In week one, not a lot of progress was made on the issue of how much money rich countries should pay to developed ones to move away from fossil fuels and how to cope with rising sea levels and temperatures and pay for damage already caused by climate-driven extreme weather. But more is expected when government ministers fly in for week two to handle the hard political deal-making at the negotiations in Baku, Azerbaijan.
Countries remain about a trillion dollars a year apart in the big number to be settled.
"All the developing countries look very united behind $1.3 trillion. That's not a ceiling. That's what they want. That's what they think they need," said Debbie Hillier, policy lead at Mercy Corps. "The U.S. and Canada are constantly talking about a floor of $100 billion... So you've got $100 billion at one end and $1.3 trillion" on the other end.
A man works in Green Zone during the UN Climate Change Conference, or COP29, at Baku Olympic Stadium in Baku, Azerbaijan, November 15, 2024. /CFP
While poor countries have come up with a number for the total final package, the rich donor nations have assiduously avoided giving a total, choosing to pick a figure late in the bargaining game, Hillier said.
United Nations Climate Secretary Simon Stiell said, "negotiations on key issues need to be moving much faster."
"What's at stake here in Baku," Stiell said, is "nothing less than the capacity to halve emissions this decade and protect lives and livelihoods from spiraling climate impacts."

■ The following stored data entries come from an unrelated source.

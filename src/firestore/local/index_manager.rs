use std::collections::BTreeSet;

use crate::firestore::core::{Direction, FieldFilter, FilterOperator, OrderBy, Target, User};
use crate::firestore::local::persistence::{ListenSequenceNumber, PersistenceTransaction};
use crate::firestore::local::schema::{IndexEntry, LocalDatabase};
use crate::firestore::model::{
    DocumentKey, DocumentMap, FieldIndex, FieldPath, IndexKind, IndexOffset, IndexSegment,
    IndexState, MutableDocument, ResourcePath, SnapshotVersion,
};
use crate::firestore::value::{FirestoreValue, MapValue, ValueKind};

/// How well the configured indexes serve a target.
#[derive(Clone, Copy, Debug, PartialEq, Eq)]
pub enum IndexType {
    /// No index can be used.
    None,
    /// An index narrows the candidates; the result still needs filtering.
    Partial,
    /// An index covers every filter and order-by of the target.
    Full,
}

/// Field index configuration, per-identity backfill state and index entries, plus the
/// collection-parent index used by collection group queries.
#[derive(Clone, Debug)]
pub struct IndexManager {
    user_key: String,
}

impl IndexManager {
    pub fn new(user: &User) -> Self {
        Self {
            user_key: user.storage_key(),
        }
    }

    /// Records that `collection_path` exists so collection group queries can find it.
    pub fn add_to_collection_parent_index(
        &self,
        txn: &mut PersistenceTransaction<'_>,
        collection_path: &ResourcePath,
    ) {
        add_collection_parent(txn.database, collection_path);
    }

    /// Every parent path under which a collection named `collection_id` was seen.
    pub fn get_collection_parents(
        &self,
        txn: &PersistenceTransaction<'_>,
        collection_id: &str,
    ) -> Vec<ResourcePath> {
        txn.database
            .collection_parents
            .get(collection_id)
            .map(|parents| parents.iter().cloned().collect())
            .unwrap_or_default()
    }

    /// Stores a new index definition and returns it with its assigned id.
    pub fn add_field_index(&self, txn: &mut PersistenceTransaction<'_>, index: &FieldIndex) -> FieldIndex {
        let database = &mut *txn.database;
        let index_id = database
            .field_indexes
            .keys()
            .next_back()
            .map_or(1, |highest| highest + 1);
        let stored = FieldIndex::new(
            index_id,
            index.collection_group.clone(),
            index.segments.clone(),
            IndexState::empty(),
        );
        database.field_indexes.insert(index_id, stored.clone());
        database
            .index_states
            .entry_or_default(self.user_key.clone())
            .insert(index_id, index.index_state.clone());
        log::debug!("Added field index {index_id} on {}", index.collection_group);
        FieldIndex {
            index_state: index.index_state.clone(),
            ..stored
        }
    }

    /// Removes the index definition together with its state and entries for every identity.
    pub fn delete_field_index(&self, txn: &mut PersistenceTransaction<'_>, index: &FieldIndex) {
        let database = &mut *txn.database;
        database.field_indexes.remove(&index.index_id);
        let users: Vec<String> = database.index_states.keys().cloned().collect();
        for user in users {
            if let Some(states) = database.index_states.get_mut(&user) {
                states.remove(&index.index_id);
            }
        }
        let users: Vec<String> = database.index_entries.keys().cloned().collect();
        for user in users {
            if let Some(entries) = database.index_entries.get_mut(&user) {
                entries.remove(&index.index_id);
            }
        }
    }

    pub fn delete_all_field_indexes(&self, txn: &mut PersistenceTransaction<'_>) {
        let database = &mut *txn.database;
        database.field_indexes.clear();
        database.index_states.clear();
        database.index_entries.clear();
    }

    /// Configured indexes with this identity's backfill state, optionally limited to one
    /// collection group.
    pub fn get_field_indexes(
        &self,
        txn: &PersistenceTransaction<'_>,
        collection_group: Option<&str>,
    ) -> Vec<FieldIndex> {
        let states = txn.database.index_states.get(&self.user_key);
        txn.database
            .field_indexes
            .values()
            .filter(|index| collection_group.map_or(true, |group| index.collection_group == group))
            .map(|index| {
                let state = states
                    .and_then(|states| states.get(&index.index_id))
                    .cloned()
                    .unwrap_or_default();
                FieldIndex {
                    index_state: state,
                    ..index.clone()
                }
            })
            .collect()
    }

    /// The index with the most segments that can serve `target`.
    pub fn get_field_index(&self, txn: &PersistenceTransaction<'_>, target: &Target) -> Option<FieldIndex> {
        if target.is_document_target() {
            return None;
        }
        let matcher = TargetIndexMatcher::new(target);
        self.get_field_indexes(txn, Some(&target.collection_group()))
            .into_iter()
            .filter(|index| matcher.serves(index))
            .max_by(|left, right| {
                left.segments
                    .len()
                    .cmp(&right.segments.len())
                    .then_with(|| right.index_id.cmp(&left.index_id))
            })
    }

    /// Adds an index that fully serves `target` unless one already does.
    pub fn create_target_indexes(&self, txn: &mut PersistenceTransaction<'_>, target: &Target) {
        if target.is_document_target() || self.get_index_type(txn, target) == IndexType::Full {
            return;
        }
        if let Some(index) = TargetIndexMatcher::new(target).build_target_index() {
            log::debug!("Creating index on {} for {}", index.collection_group, target.canonical_id());
            self.add_field_index(txn, &index);
        }
    }

    pub fn get_index_type(&self, txn: &PersistenceTransaction<'_>, target: &Target) -> IndexType {
        match self.get_field_index(txn, target) {
            None => IndexType::None,
            Some(index) if index.segments.len() < target_segment_count(target) => IndexType::Partial,
            Some(_) => IndexType::Full,
        }
    }

    /// Keys whose index entries satisfy every filter the index covers, or `None` when no
    /// index serves the target. Filters outside the index are left to the caller.
    pub fn get_documents_matching_target(
        &self,
        txn: &PersistenceTransaction<'_>,
        target: &Target,
    ) -> Option<BTreeSet<DocumentKey>> {
        let index = self.get_field_index(txn, target)?;
        let indexed_fields: BTreeSet<&FieldPath> = index
            .segments
            .iter()
            .map(|segment| &segment.field_path)
            .collect();
        let filters: Vec<&FieldFilter> = target
            .filters
            .iter()
            .filter(|filter| filter.field().is_key_field() || indexed_fields.contains(filter.field()))
            .collect();

        let Some(entries) = txn
            .database
            .index_entries
            .get(&self.user_key)
            .and_then(|by_index| by_index.get(&index.index_id))
        else {
            return Some(BTreeSet::new());
        };

        let keys = entries
            .iter()
            .filter(|(key, rows)| {
                rows.iter().any(|row| {
                    let projected = project_entry(&index, key, row);
                    filters.iter().all(|filter| filter.matches(&projected))
                })
            })
            .map(|(key, _)| key.clone())
            .collect();
        Some(keys)
    }

    /// Smallest backfill offset among the indexes serving `target`.
    pub fn get_min_offset(&self, txn: &PersistenceTransaction<'_>, target: &Target) -> IndexOffset {
        let indexes: Vec<FieldIndex> = self.get_field_index(txn, target).into_iter().collect();
        min_offset(&indexes)
    }

    pub fn get_min_offset_from_collection_group(
        &self,
        txn: &PersistenceTransaction<'_>,
        collection_group: &str,
    ) -> IndexOffset {
        min_offset(&self.get_field_indexes(txn, Some(collection_group)))
    }

    /// Collection group of the least recently backfilled index. Ties go to the older index.
    pub fn get_next_collection_group_to_update(&self, txn: &PersistenceTransaction<'_>) -> Option<String> {
        self.get_field_indexes(txn, None)
            .into_iter()
            .min_by(|left, right| {
                left.index_state
                    .sequence_number
                    .cmp(&right.index_state.sequence_number)
                    .then_with(|| left.index_id.cmp(&right.index_id))
            })
            .map(|index| index.collection_group)
    }

    /// Advances every index of the group to `offset` and marks it as most recently updated.
    ///
    /// An index that is already past `offset` keeps its own offset.
    pub fn update_collection_group(
        &self,
        txn: &mut PersistenceTransaction<'_>,
        collection_group: &str,
        offset: IndexOffset,
    ) {
        let sequence_number = self.next_sequence_number(txn);
        let current: Vec<(i32, IndexOffset)> = self
            .get_field_indexes(txn, Some(collection_group))
            .into_iter()
            .map(|index| (index.index_id, index.index_state.offset))
            .collect();
        let states = txn.database.index_states.entry_or_default(self.user_key.clone());
        for (index_id, existing) in current {
            let advanced = existing.max(offset.clone());
            states.insert(index_id, IndexState::new(sequence_number, advanced));
        }
    }

    /// Rewrites the index entries of every document in `documents`.
    pub fn update_index_entries(&self, txn: &mut PersistenceTransaction<'_>, documents: &DocumentMap) {
        for document in documents.values() {
            let group = document.key().collection_group().to_string();
            for index in self.get_field_indexes(txn, Some(&group)) {
                let rows = compute_index_entries(&index, document);
                write_entries(txn.database, &self.user_key, index.index_id, document.key(), rows);
            }
        }
    }

    fn next_sequence_number(&self, txn: &PersistenceTransaction<'_>) -> ListenSequenceNumber {
        txn.database
            .index_states
            .get(&self.user_key)
            .and_then(|states| states.values().map(|state| state.sequence_number).max())
            .unwrap_or(IndexState::INITIAL_SEQUENCE_NUMBER)
            + 1
    }
}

At the moment, the sides are far away, which is sort of normal for this stage. The technical details that are worked out by negotiators now have to give way to the bigger, harder number decisions made by climate and finance ministers to make more political decisions, said Ani Dasgupta, president of World Resources Institute.
"Member states have not moved and parties have not moved as expeditiously as they need to do," said United Nations Environment Program Executive Director Inger Andersen. "This is causing frustration. I understand that. So the answer is to push and push more and ensure that we land where we need to land."
Andersen said it's not smart to judge where countries will end up after just one week. Things change. It's the nature of how negotiations are designed, experts said. That's how it usually goes.
"COP works on brinkmanship," said Avinash Persaud, a special climate adviser at the Inter-American Development Bank. "COP works on the fear of us not reaching agreement in the end, which makes the process appear chaotic from the outside."
Some top leaders already at the climate talks expressed "cautious optimism" but added that the larger goal of climate talks should be front and center next week.
"We need to keep 1.5 alive," said Alliance of Small Island States Chair Cedric Schuster referring to the climate goal set nine years ago at the Paris climate talks to keep global heating to less than 1.5 degrees Celsius above pre-industrial times.
Schuster, who is also the environment minister of Samoa, a Pacific island impacted by rising seas, added that "discussions are progressing, and we hope to get there."
Sehr Raheja from New Delhi-based Center for Science and Environment said countries have gone for the "lowest hanging fruit so far" and said developed nations "will have to engage in good faith on the issues of total money needed" if there's a chance of getting a strong outcome.
Climate Analytics CEO Bill Hare called for more urgency from the talks.
"Despite the recent devastation the world has experienced and the soaring rise in temperatures, the urgency really hasn't yet been felt here in Baku," he said.